Designs that need to reprogram logic multiple times during a single function are substantially affected by long programming times. If you want to reconfigure an FPGA several hundred times a second, you need a device that reconfigures in a few milliseconds or less. Many of the devices in Table 1 can meet these requirements. Partially reconfigurable devices, such as the Atmel AT6000 family or the Xilinx XC6200 family, not only provide short reconfiguration times, but also allow the rest of the chip to operate productively during partial reconfigurations. Although partially reconfigurable, Lucent Technologies' (formerly, AT&T Microelectronics) 2Cxx FPGA family can't operate during reconfiguration. Devices that can't operate while being reconfigured are completely unproductive during the reconfiguration time.

Embedded Memory
Reconfigurable logic devices offer internal memories in three varieties. The Xilinx 4000 and 6200 devices and the Lucent devices in Table 1 let you convert the look-up table that normally performs logic functions into RAM for data storage and retrieval. To use it, you trade logic capacity for memory. Altera offers embedded-memory arrays in its Flex 10K family.

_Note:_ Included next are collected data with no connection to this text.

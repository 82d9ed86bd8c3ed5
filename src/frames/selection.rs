use super::FrameCollection;
use std::collections::BTreeSet;
use tracing::debug;

/// Frame indices the user picked for export.
///
/// Scoped to one collection: members always lie in `0..bound`.
#[derive(Debug, Clone, Default)]
pub struct SelectionSet {
    scope: Option<u64>,
    bound: usize,
    members: BTreeSet<usize>,
}

impl SelectionSet {
    pub fn new() -> Self {
        Self::default()
    }

    /// Rebinds the selection to `collection`, clearing it if the collection
    /// is not the one it was scoped to.
    pub fn scope_to(&mut self, collection: &FrameCollection) {
        if self.scope != Some(collection.epoch()) {
            self.clear();
            self.scope = Some(collection.epoch());
            self.bound = collection.len();
        }
    }

    /// Drops every member and the collection scope.
    pub fn reset(&mut self) {
        self.clear();
        self.scope = None;
        self.bound = 0;
    }

    pub fn toggle(&mut self, index: usize) {
        if index >= self.bound {
            debug!(index, bound = self.bound, "Ignoring out-of-range toggle");
            return;
        }
        if !self.members.remove(&index) {
            self.members.insert(index);
        }
    }

    pub fn select_all(&mut self) {
        self.members = (0..self.bound).collect();
    }

    pub fn clear(&mut self) {
        self.members.clear();
    }

    pub fn contains(&self, index: usize) -> bool {
        self.members.contains(&index)
    }

    /// Members in ascending index order.
    pub fn members(&self) -> &BTreeSet<usize> {
        &self.members
    }

    pub fn len(&self) -> usize {
        self.members.len()
    }

    pub fn is_empty(&self) -> bool {
        self.members.is_empty()
    }
}

#[cfg(test)]
mod tests {
    use super::*;

    fn collection(epoch: u64, n: usize) -> FrameCollection {
        FrameCollection::from_payloads(epoch, vec!["AAAA".to_string(); n])
    }

    #[test]
    fn toggle_adds_then_removes() {
        let mut selection = SelectionSet::new();
        selection.scope_to(&collection(1, 4));

        selection.toggle(2);
        assert!(selection.contains(2));
        selection.toggle(2);
        assert!(!selection.contains(2));
        assert!(selection.is_empty());
    }

    #[test]
    fn out_of_range_toggle_is_ignored() {
        let mut selection = SelectionSet::new();
        selection.scope_to(&collection(1, 3));
        selection.toggle(1);

        selection.toggle(3);
        selection.toggle(usize::MAX);

        assert_eq!(selection.members().iter().copied().collect::<Vec<_>>(), vec![1]);
    }

    #[test]
    fn unscoped_selection_accepts_nothing() {
        let mut selection = SelectionSet::new();
        selection.toggle(0);
        assert!(selection.is_empty());
    }

    #[test]
    fn new_collection_clears_selection() {
        let mut selection = SelectionSet::new();
        selection.scope_to(&collection(1, 6));
        selection.toggle(5);
        selection.toggle(0);

        selection.scope_to(&collection(2, 2));
        assert!(selection.is_empty());

        selection.toggle(5);
        assert!(selection.is_empty());
        selection.toggle(1);
        assert!(selection.contains(1));
    }

    #[test]
    fn rescoping_to_same_collection_keeps_members() {
        let frames = collection(7, 3);
        let mut selection = SelectionSet::new();
        selection.scope_to(&frames);
        selection.toggle(2);

        selection.scope_to(&frames);
        assert!(selection.contains(2));
    }

    #[test]
    fn members_iterate_in_ascending_order() {
        let mut selection = SelectionSet::new();
        selection.scope_to(&collection(1, 6));
        for index in [5, 0, 2] {
            selection.toggle(index);
        }
        assert_eq!(selection.members().iter().copied().collect::<Vec<_>>(), vec![0, 2, 5]);
    }

    #[test]
    fn select_all_covers_whole_collection() {
        let mut selection = SelectionSet::new();
        selection.scope_to(&collection(1, 3));
        selection.select_all();
        assert_eq!(selection.len(), 3);

        selection.reset();
        selection.select_all();
        assert!(selection.is_empty());
    }
}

These dedicated embedded-memory arrays do not reduce logic capacity. Atmel generates RAM for its AT6000 family from the D flip-flops.

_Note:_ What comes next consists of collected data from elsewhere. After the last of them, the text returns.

use crate::config::ExportConfig;
use crate::error::ExportResult;
use crate::frames::FrameCollection;
use std::io::{Cursor, Write};
use zip::write::SimpleFileOptions;
use zip::{CompressionMethod, DateTime, ZipWriter};

#[derive(Debug, Clone, PartialEq, Eq)]
pub struct ArchiveEntry {
    pub name: String,
    pub payload: Vec<u8>,
}

/// Named payloads in export order.
#[derive(Debug, Clone, PartialEq, Eq)]
pub struct Archive {
    entries: Vec<ArchiveEntry>,
}

impl Archive {
    /// Builds one entry per index, in the order given. Entry names come from
    /// the position in this export, never from the frame index or the clock.
    pub fn from_frames(
        indices: &[usize],
        collection: &FrameCollection,
        naming: &ExportConfig,
    ) -> ExportResult<Self> {
        let mut entries = Vec::with_capacity(indices.len());
        for index in indices {
            let Some(frame) = collection.get(*index) else {
                continue;
            };
            entries.push(ArchiveEntry {
                name: entry_name(naming, entries.len()),
                payload: frame.decode()?,
            });
        }

        Ok(Self { entries })
    }

    pub fn len(&self) -> usize {
        self.entries.len()
    }

    pub fn is_empty(&self) -> bool {
        self.entries.is_empty()
    }

    /// Serializes to a zip container. Entries are stored uncompressed with a
    /// fixed timestamp, so equal archives give equal bytes.
    pub fn to_zip(&self) -> ExportResult<Vec<u8>> {
        let options = SimpleFileOptions::default()
            .compression_method(CompressionMethod::Stored)
            .last_modified_time(DateTime::default());

        let mut writer = ZipWriter::new(Cursor::new(Vec::new()));
        for entry in &self.entries {
            writer.start_file(entry.name.as_str(), options)?;
            writer.write_all(&entry.payload)?;
        }

        Ok(writer.finish()?.into_inner())
    }
}

pub fn entry_name(naming: &ExportConfig, seq: usize) -> String {
    format!("{}{}.{}", naming.entry_prefix, seq, naming.entry_extension)
}
//! Error types for the upload and export paths.

use thiserror::Error;

/// Why an upload attempt ended in `Failed`.
#[derive(Debug, Clone, Error, PartialEq, Eq)]
pub enum UploadError {
    #[error("Network error: {0}")]
    Network(String),

    #[error("timeout")]
    Timeout,

    #[error("{reason} ({code})")]
    Status { code: u16, reason: String },

    #[error("Failed to parse extraction response: {0}")]
    Parse(String),

    #[error("Failed to read video: {0}")]
    Asset(String),
}

impl UploadError {
    /// Text shown to the user in the failed state.
    pub fn reason(&self) -> String {
        self.to_string()
    }
}

impl From<reqwest::Error> for UploadError {
    fn from(err: reqwest::Error) -> Self {
        if err.is_timeout() {
            UploadError::Timeout
        } else if err.is_decode() {
            UploadError::Parse(err.to_string())
        } else {
            UploadError::Network(err.to_string())
        }
    }
}

/// Failures while building or saving an archive.
#[derive(Debug, Error)]
pub enum ExportError {
    #[error("Frame {index} is not valid base64: {source}")]
    Decode {
        index: usize,
        #[source]
        source: base64::DecodeError,
    },

    #[error("Failed to build archive: {0}")]
    Archive(#[from] zip::result::ZipError),

    #[error("Failed to write archive: {0}")]
    Io(#[from] std::io::Error),
}

pub type ExportResult<T> = Result<T, ExportError>;

#[cfg(test)]
mod tests {
    use super::*;

    #[test]
    fn status_reason_carries_code_and_text() {
        let err = UploadError::Status {
            code: 500,
            reason: "Internal Server Error".to_string(),
        };
        assert_eq!(err.reason(), "Internal Server Error (500)");
    }

    #[test]
    fn timeout_reason_is_plain() {
        assert_eq!(UploadError::Timeout.reason(), "timeout");
    }
}
mod state;
mod ui;

use crate::export::ExportPipeline;
use crate::upload::VideoAsset;
use crate::utils::thumbnail;
use eframe::{egui, App};
use rfd::FileDialog;
use std::collections::HashMap;
pub use state::{ExportStatus, SessionState};
use tracing::warn;

const VIDEO_EXTENSIONS: [&str; 7] = ["mp4", "mov", "m4v", "avi", "mkv", "webm", "mpeg"];

/// Decoded thumbnails for the collection currently on screen.
#[derive(Default)]
struct FrameTextures {
    epoch: u64,
    textures: HashMap<usize, Option<egui::TextureHandle>>,
}

pub struct HappyFrames {
    session: SessionState,
    pipeline: ExportPipeline,
    textures: FrameTextures,
    error_message: Option<String>,
}

impl HappyFrames {
    pub fn new(_cc: &eframe::CreationContext<'_>, session: SessionState, pipeline: ExportPipeline) -> Self {
        Self {
            session,
            pipeline,
            textures: FrameTextures::default(),
            error_message: None,
        }
    }

    pub fn pick_video(&mut self) {
        let Some(path) = FileDialog::new()
            .add_filter("Video", &VIDEO_EXTENSIONS)
            .pick_file()
        else {
            return;
        };

        match VideoAsset::from_path(&path) {
            Ok(asset) => {
                self.error_message = None;
                self.session.choose_asset(asset);
            }
            Err(e) => {
                warn!(path = %path.display(), error = %e, "Could not read picked video");
                self.error_message = Some(format!("Could not read {}: {}", path.display(), e));
            }
        }
    }

    pub fn start_upload(&mut self) {
        self.error_message = None;
        self.session.submit();
    }

    pub fn export_selected(&mut self) {
        let sink = self.pipeline.default_sink();
        self.session.export(&self.pipeline, sink.as_ref());
    }

    pub fn update_state(&mut self, ctx: &egui::Context) {
        if self.session.poll() {
            ctx.request_repaint();
        }
        // the worker has no handle on the context, so keep polling while it runs
        if self.session.upload_state().is_uploading() {
            ctx.request_repaint_after(std::time::Duration::from_millis(100));
        }
    }

    /// Texture for a frame, decoding it on first use. `None` if the payload
    /// cannot be shown.
    fn texture(&mut self, ctx: &egui::Context, index: usize) -> Option<egui::TextureHandle> {
        let frames = self.session.frames()?;
        if self.textures.epoch != frames.epoch() {
            self.textures.textures.clear();
            self.textures.epoch = frames.epoch();
        }

        self.textures
            .textures
            .entry(index)
            .or_insert_with(|| {
                let frame = frames.get(index)?;
                match thumbnail::decode_frame(frame) {
                    Ok(image) => Some(ctx.load_texture(
                        format!("frame-{}-{}", frames.epoch(), index),
                        image,
                        egui::TextureOptions::LINEAR,
                    )),
                    Err(e) => {
                        warn!(index, error = %e, "Frame cannot be displayed");
                        None
                    }
                }
            })
            .clone()
    }
}

impl App for HappyFrames {
    fn update(&mut self, ctx: &egui::Context, _frame: &mut eframe::Frame) {
        self.update_state(ctx);
        self.render(ctx);
    }
}
pub struct FileSizeUtils;

impl FileSizeUtils {
    pub fn format_size(size: u64) -> String {
        const UNITS: [&str; 5] = ["B", "KB", "MB", "GB", "TB"];
        let mut size = size as f64;
        let mut unit_index = 0;

        while size >= 1024.0 && unit_index < UNITS.len() - 1 {
            size /= 1024.0;
            unit_index += 1;
        }

        if unit_index == 0 {
            format!("{} {}", size as u64, UNITS[unit_index])
        } else {
            format!("{:.1} {}", size, UNITS[unit_index])
        }
    }
}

It is difficult to know how much time you can afford to spend reprogramming. According to Brad Hutchings, an assistant professor of electrical and computer engineering at Brigham Young University (Provo, UT) and a researcher in reconfigurable systems, the time varies widely. For some applications, the efficiency of the device is so high after reconfiguration that even 20% processing and 80% reconfiguring has proven useful. Other applications demand a greater percentage of processing time for efficiency. Hutchings notes that pipelined operations are a case in which full reconfiguration tends to be inefficient. A pipeline keeps the gates working, and reconfiguring interrupts the operation.

In reconfigurable logic, the highest potential performance comes from devices that both reconfigure rapidly and offer partial reconfiguration capability to further enhance speed when making minor changes to the FPGA. This higher potential performance causes greater design complexity, however.

Reconfigurable computing products
Several companies provide reconfigurable logic boards and systems for reconfigurable computing applications. The products let you put reconfigurable logic to work on applications without developing the hardware yourself. In addition, the products also provide a variety of hardware to link a host processor to the reconfigurable computer and provide tools to help you develop and debug your applications.

Typical applications in which reconfigurable computers have been successfully used include image processing, signal processing, application acceleration, database searching and analysis, rapid prototyping, cryptography, pattern matching, and data compression/decompression.

Annapolis Micro Systems, a company that has provided Xilinx design services for years, offers the Wildfire family of custom configurable computers. The architecture is based on the SPLASH-2 technology transferred from the National Security Agency (Fort George G Meade, MD) and the Institute for Defense Analyses, Center for Computing Sciences (Alexandria, VA). The architecture lets you configure an array of Xilinx XC4000 FPGAs as a systolic array, a single-instruction, multiple-data (SIMD) engine, or a hybrid of the two. A Wildfire system uses as many as 16 array cards. Each array card has 16 XC4010 FPGAs, memory, and a crossbar switch that is reprogrammable among the clock cycles of 16 user-programmable configurations. The VMEbus-based system interfaces to a PCI- or S-bus-based host computer. The company also offers the Wild-one, a single-FPGA processing board that interfaces to the PCI bus and starts at $2430.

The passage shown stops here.